Perhaps you or a loved one in New York City had a condition misdiagnosed by a negligent doctor. Perhaps that error led to unnecessary treatments and irreversible physical harm as well as emotional suffering. Sadly, there’s a form of dementia that is particularly at risk for misdiagnosis, and it’s called Lewy body dementia.
LBD is not necessarily rare
The Lewy bodies referred to in the name are protein deposits that develop in brain cells and impair a person’s cognitive and motor skills. The symptoms, which include cognitive difficulties, trouble moving, apathy, depression and hallucinations, are not exactly unique to LBD. For this reason, many are misdiagnosed as having Alzheimer’s disease, Parkinson’s disease or a psychiatric disorder.
Yet there are more than 1.4 million Americans with LBD, making it more widespread than muscular dystrophy, cerebral palsy and ALS combined. Actor and comedian Robin Williams, who committed suicide in 2014, was known to have had LBD.
No unique patterns to discern
Doctors cannot speak of a “typical” LBD patient. They don’t know who gets it and how it is contracted, though they have seen several trends: First, that men more than women suffer from it; and second, that those over the age of 60 are especially prone to having it. It can affect the healthiest and most fit. Most patients live five to eight years after being diagnosed.

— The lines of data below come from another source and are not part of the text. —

impl StaasVolumeState<'_> {
    fn from_remote<'a>(volume: &StaasVolume, configured: Option<&Self>) -> StaasVolumeState<'a> {
        let mut synchronous_environment_id = remote_or(
            &configured.map(|c| c.synchronous_environment_id.clone()).unwrap_or_default(),
            &volume.synchronous_environment_id,
        );
        settle(&mut synchronous_environment_id);
        let mut synchronous_environment_name = remote_or(
            &configured.map(|c| c.synchronous_environment_name.clone()).unwrap_or_default(),
            &volume.synchronous_environment_name,
        );
        settle(&mut synchronous_environment_name);

        StaasVolumeState {
            id: owned(&volume.id),
            name: owned(&volume.name),
            size_mb: Value::Value(i64::try_from(volume.size_mb).unwrap_or(i64::MAX)),
            state: owned(&volume.state),
            kind: owned(&volume.kind),
            allowed_ips_ro: address_list(configured.map(|c| &c.allowed_ips_ro), &volume.allowed_ips_ro),
            allowed_ips_rw: address_list(configured.map(|c| &c.allowed_ips_rw), &volume.allowed_ips_rw),
            synchronous_environment_id,
            synchronous_environment_name,
        }
    }
}

impl StaasNetworkState<'_> {
    fn from_remote<'a>(network: &StaasNetwork, configured: Option<&Self>) -> StaasNetworkState<'a> {
        StaasNetworkState {
            id: owned(&network.id),
            state: owned(&network.state),
            network_id: owned(&network.network_id),
            network_name: owned(&network.network_name),
            ip_addresses: string_list(&network.ip_addresses),
            cidr: remote_or(
                &configured.map(|c| c.cidr.clone()).unwrap_or_default(),
                &network.cidr,
            ),
        }
    }
}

Diagnostic errors and malpractice law
Diagnostic errors are one of the leading forms of medical malpractice, along with surgical errors, and they can include misdiagnoses, delayed diagnoses and delays in the communication of a diagnosis. If the error you suffered from was clearly the result of negligence, then you may want a lawyer to take on your case and negotiate on your behalf for a fair settlement. If this fails to produce the desired results, you may consider litigation.